Play’n GO deserves a lot of credit. You would think that with that pace of productivity, they would run out of ideas quickly. However, their creative staff never fails to surprise us with new and exciting ideas for content or mechanics. Of course, not all of them are successful, but it is astonishing how frequently they pull off a move that seems so simple in retrospect. Even though Bull In A China Shop has many characteristics of an Asian slot machine, its title is so well-known throughout the world that it is sure to catch the interest of numerous punters waiting their turn.
The action of this slot machine takes place in a China store, which is represented by a pagoda-like tiled structure that contains the five reels and twenty paylines. The reels are styled like Japanese Shoji screens, and a number of Eastern-inspired symbols are included throughout. However, the Asian influence is mild, so don’t look for a deluge of dragons, tigers, or frogs when things get exciting. From a purely mathematical perspective, the same holds true for Bull in a China Shop. With a volatility rating of 5, it’s not exactly Play’n GO’s wildest slot. RTP is above par at 96.20% on the default setting but rapidly declines if the operator lowers it. Therefore, before breaking a few plates, you should definitely review the documentation.
Bull in a China Shop has a lot of different modifiers and extra games, but it’s actually fairly easy to play. There are a total of nine pay symbols in this game, with the lowest paying ones being the club, diamond, heart, and spade icons decorated with Ming motifs and available for wagers as little as 10 pence a spin. There are four fine porcelain items and an elderly woman, who we can only assume is the worried shop owner, in the high-paying area. If you get five premium symbols in a row, you’ll win anything from five times to twenty-five times your wager.
Insensitive Bull: Slot Functions
If there’s a bull in the title, expect that snorting, ring-nosed beast to take center stage. There are three distinct kinds of free-spins bonuses and a handful of random modifiers. In the standard game, the wild bull sign not only substitutes for pay symbols to complete winning combinations, but also initiates one of three random features.
The joyful bull will scatter anywhere from two to six wild symbols over the board.
The strutting bull may turn up to five reels wild.
The irate bull will release anywhere from two to six x2 multiplier wilds onto the reels. There is no addition or multiplication of multiplier wild values if there is more than one on a payline.

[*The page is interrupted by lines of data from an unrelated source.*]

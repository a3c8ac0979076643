//! Resolution API Server
//!
//! HTTP front for the resolution pipeline. Clients post free text and get
//! back the resolved entities and a GeoJSON FeatureCollection of the
//! countries mentioned.

use crate::application::{PipelineError, ResolutionOutcome, ResolutionService};
use crate::domain::geometry::FeatureCollection;
use crate::infrastructure::{shutdown_signal, ShutdownController};
use axum::{
    body::Bytes,
    extract::{Query, State},
    http::StatusCode,
    response::{IntoResponse, Response},
    routing::{get, post},
    Json, Router,
};
use serde::{Deserialize, Serialize};
use std::sync::Arc;
use tokio::net::TcpListener;
use tower_http::cors::CorsLayer;
use tower_http::trace::TraceLayer;

/// `?text=` query form of a request.
#[derive(Debug, Default, Deserialize)]
pub struct TextQuery {
    pub text: Option<String>,
}

/// JSON body form of a request.
#[derive(Debug, Deserialize)]
pub struct TextRequest {
    #[serde(alias = "inputText")]
    pub text: String,
}

/// One resolved entity as the map front end reads it:
/// `[["Found entities:", name], ["Latitude:", lat], ["Longitude:", lon]]`.
pub type EntityTriple = ((&'static str, String), (&'static str, f64), (&'static str, f64));

/// Response to `POST /newText`.
#[derive(Debug, Serialize)]
pub struct NewTextResponse {
    pub entities: Vec<EntityTriple>,
    pub selected_countries_geojson_path: FeatureCollection,
}

impl From<ResolutionOutcome> for NewTextResponse {
    fn from(outcome: ResolutionOutcome) -> Self {
        let entities = outcome
            .entities
            .into_iter()
            .map(|e| {
                (
                    ("Found entities:", e.name),
                    ("Latitude:", e.latitude),
                    ("Longitude:", e.longitude),
                )
            })
            .collect();
        Self {
            entities,
            selected_countries_geojson_path: outcome.feature_collection,
        }
    }
}

/// Health response.
#[derive(Debug, Serialize)]
pub struct HealthResponse {
    pub status: String,
    pub version: String,
    pub cache_entries: usize,
    pub lookups_in_flight: usize,
    pub lookup_slots_available: usize,
    pub geocoders: Vec<String>,
}

/// API Server state.
#[derive(Clone)]
pub struct ApiState {
    pub service: Arc<ResolutionService>,
    pub shutdown: ShutdownController,
}

impl ApiState {
    pub fn new(service: Arc<ResolutionService>, shutdown: ShutdownController) -> Self {
        Self { service, shutdown }
    }
}

/// Build the router. Exposed for in-process tests.
pub fn router(state: ApiState) -> Router {
    Router::new()
        .route("/health", get(health_handler))
        .route("/newText", post(new_text_handler))
        .layer(CorsLayer::permissive())
        .layer(TraceLayer::new_for_http())
        .with_state(state)
}

/// API Server.
pub struct ApiServer {
    listen_addr: String,
    state: ApiState,
}

impl ApiServer {
    pub fn new(listen_addr: String, state: ApiState) -> Self {
        Self { listen_addr, state }
    }

    /// Serve until a shutdown signal arrives, then let in-flight requests
    /// finish.
    #[cfg_attr(coverage_nightly, coverage(off))]
    pub async fn run(self) -> anyhow::Result<()> {
        let shutdown = self.state.shutdown.clone();
        let app = router(self.state);

        let listener = TcpListener::bind(&self.listen_addr).await?;
        tracing::info!("resolution API listening on {}", self.listen_addr);

        axum::serve(listener, app)
            .with_graceful_shutdown(shutdown_signal(shutdown))
            .await?;
        Ok(())
    }
}

// Handler functions

async fn health_handler(State(state): State<ApiState>) -> impl IntoResponse {
    let status = if state.shutdown.is_shutdown() {
        "shutting_down"
    } else {
        "ok"
    };
    Json(HealthResponse {
        status: status.to_string(),
        version: env!("CARGO_PKG_VERSION").to_string(),
        cache_entries: state.service.context().cache().len(),
        lookups_in_flight: state.service.context().limiter().in_flight(),
        lookup_slots_available: state.service.context().limiter().available(),
        geocoders: state
            .service
            .geocoder_names()
            .into_iter()
            .map(str::to_string)
            .collect(),
    })
}

async fn new_text_handler(
    State(state): State<ApiState>,
    Query(query): Query<TextQuery>,
    body: Bytes,
) -> Response {
    if state.shutdown.is_shutdown() {
        return error_response(StatusCode::SERVICE_UNAVAILABLE, "server is shutting down");
    }

    let text = match request_text(query, &body) {
        Ok(text) => text,
        Err(message) => return error_response(StatusCode::BAD_REQUEST, &message),
    };

    tracing::debug!("resolving text of {} bytes", text.len());

    let _run = state.shutdown.run_guard();
    match state.service.run(&text).await {
        Ok(outcome) => (StatusCode::OK, Json(NewTextResponse::from(outcome))).into_response(),
        Err(PipelineError::Extraction(e)) => {
            error_response(StatusCode::INTERNAL_SERVER_ERROR, &e.to_string())
        }
    }
}

/// The query parameter wins over the body.
fn request_text(query: TextQuery, body: &[u8]) -> Result<String, String> {
    if let Some(text) = query.text.filter(|t| !t.trim().is_empty()) {
        return Ok(text);
    }

    if body.iter().all(u8::is_ascii_whitespace) {
        return Err("missing text: send ?text= or a JSON body {\"text\": ...}".to_string());
    }

    let request: TextRequest =
        serde_json::from_slice(body).map_err(|e| format!("invalid request body: {}", e))?;
    Ok(request.text)
}

fn error_response(status: StatusCode, message: &str) -> Response {
    (status, Json(serde_json::json!({ "error": message }))).into_response()
}

#[cfg(test)]
mod tests {
    use super::*;
    use crate::application::test_support::{ScriptedGeocoder, StaticBoundarySource, StaticRecognizer};
    use crate::application::{PipelineSettings, ResolutionContext};
    use crate::domain::ports::GeocodingBackend;
    use axum::{body::Body, http::Request};
    use http_body_util::BodyExt;
    use tower::ServiceExt;

    fn state_with(recognizer: StaticRecognizer) -> ApiState {
        let geo = ScriptedGeocoder::new()
            .hit("France", 46.6, 2.2, "France")
            .hit("Paris", 48.85, 2.35, "Paris, Île-de-France, France");
        let service = ResolutionService::new(
            ResolutionContext::default(),
            Arc::new(recognizer),
            vec![Arc::new(geo) as Arc<dyn GeocodingBackend>],
            Arc::new(StaticBoundarySource::new().square("FRA", 2.0)),
            PipelineSettings::default(),
        );
        ApiState::new(Arc::new(service), ShutdownController::new())
    }

    fn test_state() -> ApiState {
        state_with(StaticRecognizer::new(&[("Paris", "GPE")]))
    }

    async fn body_json(response: Response) -> serde_json::Value {
        let bytes = response.into_body().collect().await.unwrap().to_bytes();
        serde_json::from_slice(&bytes).unwrap()
    }

    fn post_json(uri: &str, body: serde_json::Value) -> Request<Body> {
        Request::builder()
            .method("POST")
            .uri(uri)
            .header("content-type", "application/json")
            .body(Body::from(body.to_string()))
            .unwrap()
    }

    // ===== Request Parsing Tests =====

    #[test]
    fn test_request_text_prefers_query() {
        let query = TextQuery {
            text: Some("from query".to_string()),
        };
        assert_eq!(
            request_text(query, br#"{"text": "from body"}"#).unwrap(),
            "from query"
        );
    }

    #[test]
    fn test_request_text_body_and_alias() {
        assert_eq!(
            request_text(TextQuery::default(), br#"{"text": "a"}"#).unwrap(),
            "a"
        );
        assert_eq!(
            request_text(TextQuery::default(), br#"{"inputText": "b"}"#).unwrap(),
            "b"
        );
    }

    #[test]
    fn test_request_text_missing() {
        assert!(request_text(TextQuery::default(), b"").is_err());
        assert!(request_text(TextQuery { text: Some("  ".into()) }, b" \n").is_err());
        assert!(request_text(TextQuery::default(), b"{not json").is_err());
    }

    #[test]
    fn test_response_entity_shape() {
        let outcome = ResolutionOutcome {
            entities: vec![crate::domain::entities::EntityRecord {
                name: "Paris".to_string(),
                iso3: None,
                latitude: 48.85,
                longitude: 2.35,
            }],
            feature_collection: FeatureCollection::default(),
        };

        let json = serde_json::to_value(NewTextResponse::from(outcome)).unwrap();

        assert_eq!(
            json["entities"][0],
            serde_json::json!([["Found entities:", "Paris"], ["Latitude:", 48.85], ["Longitude:", 2.35]])
        );
        assert_eq!(json["selected_countries_geojson_path"]["type"], "FeatureCollection");
    }

    // ===== Handler Tests =====

    #[tokio::test]
    async fn test_health_handler() {
        let app = router(test_state());

        let request = Request::builder().uri("/health").body(Body::empty()).unwrap();
        let response = app.oneshot(request).await.unwrap();

        assert_eq!(response.status(), StatusCode::OK);
        let json = body_json(response).await;
        assert_eq!(json["status"], "ok");
        assert_eq!(json["version"], env!("CARGO_PKG_VERSION"));
        assert_eq!(json["geocoders"], serde_json::json!(["scripted"]));
        assert_eq!(json["lookups_in_flight"], 0);
        assert_eq!(json["lookup_slots_available"], 5);
    }

    #[tokio::test]
    async fn test_new_text_json_body() {
        let app = router(test_state());

        let response = app
            .oneshot(post_json("/newText", serde_json::json!({"text": "I love Paris and France"})))
            .await
            .unwrap();

        assert_eq!(response.status(), StatusCode::OK);
        let json = body_json(response).await;
        assert_eq!(json["entities"].as_array().unwrap().len(), 2);
        assert_eq!(json["entities"][0][0][1], "France");
        assert_eq!(json["entities"][1][0][1], "Paris");
        let features = json["selected_countries_geojson_path"]["features"]
            .as_array()
            .unwrap();
        assert_eq!(features.len(), 1);
        assert_eq!(features[0]["properties"]["iso_code"], "FRA");
        assert_eq!(features[0]["properties"]["style"]["fillOpacity"], 0.5);
    }

    #[tokio::test]
    async fn test_new_text_query_param() {
        let app = router(test_state());

        let request = Request::builder()
            .method("POST")
            .uri("/newText?text=I%20love%20Paris")
            .body(Body::empty())
            .unwrap();
        let response = app.oneshot(request).await.unwrap();

        assert_eq!(response.status(), StatusCode::OK);
        let json = body_json(response).await;
        assert_eq!(json["entities"][0][0][1], "Paris");
        assert_eq!(json["entities"][0][1][1], 48.85);
    }

    #[tokio::test]
    async fn test_new_text_missing_text() {
        let app = router(test_state());

        let request = Request::builder()
            .method("POST")
            .uri("/newText")
            .body(Body::empty())
            .unwrap();
        let response = app.oneshot(request).await.unwrap();

        assert_eq!(response.status(), StatusCode::BAD_REQUEST);
        let json = body_json(response).await;
        assert!(json["error"].as_str().unwrap().contains("missing text"));
    }

    #[tokio::test]
    async fn test_new_text_extraction_failure() {
        let app = router(state_with(StaticRecognizer::failing()));

        let response = app
            .oneshot(post_json("/newText", serde_json::json!({"text": "Paris"})))
            .await
            .unwrap();

        assert_eq!(response.status(), StatusCode::INTERNAL_SERVER_ERROR);
        let json = body_json(response).await;
        assert!(json["error"].as_str().unwrap().contains("unreachable"));
    }

    #[tokio::test]
    async fn test_new_text_rejected_during_shutdown() {
        let state = test_state();
        state.shutdown.shutdown();
        let app = router(state);

        let response = app
            .oneshot(post_json("/newText", serde_json::json!({"text": "Paris"})))
            .await
            .unwrap();

        assert_eq!(response.status(), StatusCode::SERVICE_UNAVAILABLE);
    }

    #[tokio::test]
    async fn test_cors_preflight_allowed() {
        let app = router(test_state());

        let request = Request::builder()
            .method("OPTIONS")
            .uri("/newText")
            .header("origin", "http://localhost:3000")
            .header("access-control-request-method", "POST")
            .body(Body::empty())
            .unwrap();
        let response = app.oneshot(request).await.unwrap();

        assert!(response
            .headers()
            .contains_key("access-control-allow-origin"));
    }

    #[tokio::test]
    async fn test_api_server_run_and_graceful_shutdown() {
        use std::time::Duration;

        let listener = TcpListener::bind("127.0.0.1:0").await.unwrap();
        let addr = listener.local_addr().unwrap();
        drop(listener);

        let state = test_state();
        let shutdown = state.shutdown.clone();
        let server = ApiServer::new(addr.to_string(), state);
        let server_handle = tokio::spawn(server.run());

        tokio::time::sleep(Duration::from_millis(100)).await;

        let client = reqwest::Client::new();
        let response = client
            .get(format!("http://{}/health", addr))
            .timeout(Duration::from_secs(2))
            .send()
            .await
            .unwrap();
        assert_eq!(response.status(), reqwest::StatusCode::OK);

        shutdown.shutdown();
        let finished = tokio::time::timeout(Duration::from_secs(2), server_handle).await;
        assert!(finished.is_ok());
    }
}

On reels 1, 3, and 5, look for the golden bull statue to emerge, since it acts as a scatter. When three are in sight, you’ll trigger ten extra spins. There are three different paths that gamers can take to find their ideal experience:
Free games with a bull wild symbol that adds random, non-sticky wilds of increasing numbers throughout the course of the game. When he appears for the first time, you receive 2 points; the second time, 3, and so on, up to a maximum of 14 points.
Bull wild symbols trigger 1–5 stacked wild reels during the proud free spins bonus.
When the wild symbol appears during the angry free spins feature, a multiplier wild with a multiplier of 2–14 is generated. These random multipliers can increase the value of wild cards by 2, 3, 5, or 10 times.
Each bonus round can be retriggered, but only once, for a maximum of 20 more spins.
Assault on a Teacup: The Slot Court’s Decision
It would have been easy to overlook Bull in a China Shop in the flood of new slot games. Play’n GO is able to sidestep this automatic rejection to some extent because to its astute thematic selection and execution. The proverb “bull in a China shop” is well-known by most, and it describes a person who recklessly destroys their surroundings. By doing this, the game stops feeling like a generic 20-payline slot and instead makes use of the same modifiers from the basic game in the bonus.
The features aren’t really novel, but the overall concept is. This makes Bull In A China Shop quite unique, albeit a touch simplistic, as a whole. But you really can’t gripe too much, either. You may win up to 5,000 times your initial bet in Bull in a China Shop, and the game looks and plays fine for what it is. There should be no doubts about the benefits, albeit the medium volatility may put off some investors given the recent high volatile/high potential trend. However, for those who aren’t interested in waving a red flag at a raging bull of a game while standing in a china shop, its Pixar aesthetic may be a perfect fit for the math model.
Despite the fact that Play’n GO releases a new slot machine almost every other day, they haven’t lost any of their ingenuity in the process. There are no special reasons why Bull in a China Shop shouldn’t be entertaining; it’s just another reliable game with personality and promise on top.